More Fast and Furious Details

This account from one of the gun dealers involved in Fast and Furious is worth a read. In particular, it is striking to see a gun dealer taking a far more cautious approach to gun control than the ATF:
In the fall of 2009, ATF agents installed a secret phone line and hidden cameras in a ceiling panel and wall at Andre Howard's Lone Wolf gun store. They gave him one basic instruction: Sell guns to every illegal purchaser who walks through the door.

For 15 months, Howard did as he was told. To customers with phony IDs or wads of cash he normally would have turned away, he sold pistols, rifles and semiautomatics. He was assured by the ATF that they would follow the guns, and that the surveillance would lead the agents to the violent Mexican drug cartels on the Southwest border.

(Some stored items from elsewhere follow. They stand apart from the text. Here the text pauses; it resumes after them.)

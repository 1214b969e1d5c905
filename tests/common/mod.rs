//! Shared counting backend for integration tests.

#![allow(dead_code)]

use std::sync::atomic::{AtomicU64, Ordering};

use connguard::{Backend, RawHandle, ResourceId};
use parking_lot::Mutex;
use thiserror::Error;

/// Error returned by the counting backend when told to fail.
#[derive(Error, Debug, Clone, PartialEq, Eq)]
#[error("stub failure: {0}")]
pub struct StubError(pub String);

/// A call as seen by the backend.
#[derive(Debug, Clone, PartialEq, Eq)]
pub enum Call {
    Allocate(RawHandle),
    Login {
        id: ResourceId,
        username: String,
        password: String,
    },
    Destroy(ResourceId),
}

/// Backend that hands out increasing ids and records every call.
#[derive(Default)]
pub struct CountingBackend {
    next: AtomicU64,
    calls: Mutex<Vec<Call>>,
    fail_allocate: bool,
    fail_login: bool,
    fail_destroy: bool,
    panic_login: bool,
}

impl CountingBackend {
    pub fn new() -> Self {
        Self::default()
    }

    /// Backend whose `allocate` always returns the sentinel.
    pub fn failing_allocate() -> Self {
        Self {
            fail_allocate: true,
            ..Self::default()
        }
    }

    /// Backend whose `login` always fails.
    pub fn failing_login() -> Self {
        Self {
            fail_login: true,
            ..Self::default()
        }
    }

    /// Backend whose `destroy` always fails.
    pub fn failing_destroy() -> Self {
        Self {
            fail_destroy: true,
            ..Self::default()
        }
    }

    /// Backend whose `login` panics.
    pub fn panicking_login() -> Self {
        Self {
            panic_login: true,
            ..Self::default()
        }
    }

    pub fn calls(&self) -> Vec<Call> {
        self.calls.lock().clone()
    }

    pub fn allocations(&self) -> usize {
        self.count(|c| matches!(c, Call::Allocate(h) if h.is_valid()))
    }

    pub fn logins(&self) -> usize {
        self.count(|c| matches!(c, Call::Login { .. }))
    }

    pub fn destroys(&self) -> usize {
        self.count(|c| matches!(c, Call::Destroy(_)))
    }

    pub fn destroys_of(&self, id: ResourceId) -> usize {
        self.count(|c| *c == Call::Destroy(id))
    }

    fn count(&self, f: impl Fn(&Call) -> bool) -> usize {
        self.calls.lock().iter().filter(|c| f(c)).count()
    }
}

impl Backend for CountingBackend {
    type Error = StubError;

    fn allocate(&self) -> RawHandle {
        let handle = if self.fail_allocate {
            RawHandle::invalid()
        } else {
            RawHandle::from_raw(self.next.fetch_add(1, Ordering::SeqCst) + 1)
        };
        self.calls.lock().push(Call::Allocate(handle));
        handle
    }

    fn login(&self, id: ResourceId, username: &str, password: &str) -> Result<(), StubError> {
        self.calls.lock().push(Call::Login {
            id,
            username: username.to_string(),
            password: password.to_string(),
        });
        if self.panic_login {
            panic!("backend blew up during login");
        }
        if self.fail_login {
            return Err(StubError(format!("login rejected for {}", username)));
        }
        Ok(())
    }

    fn destroy(&self, id: ResourceId) -> Result<(), StubError> {
        self.calls.lock().push(Call::Destroy(id));
        if self.fail_destroy {
            return Err(StubError(format!("destroy failed for {}", id)));
        }
        Ok(())
    }
}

When Howard heard nothing about any arrests, he questioned the agents. Keep selling, they told him. So hundreds of thousands of dollars more in weapons, including .50-caliber sniper rifles, walked out of the front door of his store in a Glendale, Ariz., strip mall.

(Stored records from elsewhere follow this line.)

//! Configuration types.

/// Label used in log events when [`ConnectionOptions::label`] is unset.
pub const DEFAULT_LABEL: &str = "connection";

/// Connection configuration options.
///
/// # Example
///
/// ```
/// use connguard::ConnectionOptions;
///
/// let opts = ConnectionOptions {
///     label: Some("game-api".to_string()),
///     ..Default::default()
/// };
/// assert_eq!(opts.label(), "game-api");
/// assert!(opts.warn_on_implicit_release);
/// ```
#[derive(Debug, Clone, PartialEq, Eq)]
pub struct ConnectionOptions {
    /// Name attached to every log event for this connection.
    pub label: Option<String>,
    /// Emit a warning when a live connection is released by `Drop`
    /// instead of an explicit `release()` (default: true).
    pub warn_on_implicit_release: bool,
}

impl ConnectionOptions {
    /// Label for log events.
    pub fn label(&self) -> &str {
        self.label.as_deref().unwrap_or(DEFAULT_LABEL)
    }
}

impl Default for ConnectionOptions {
    fn default() -> Self {
        Self {
            label: None,
            warn_on_implicit_release: true,
        }
    }
}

He was making a lot of money. But he also feared somebody was going to get hurt.

"Every passing week, I worried about something like that," he said. "I felt horrible and sick."

[Break]

Howard recalled that a chubby, bald and "very confident" man named Jaime Avila walked into the store on Jan. 16, 2010, and bought the AK-47s. Under the Fast and Furious protocol, agents were supposed to use the video cameras, surveillance, informants and law enforcement intelligence to follow the weapons and hope they led them to the drug cartels.

But no agents were watching on the hidden cameras or waiting outside to track the firearms when Avila showed up. Howard faxed a copy of the sale paperwork to the ATF "after the firearms were gone," assuming they would catch up later. They never did.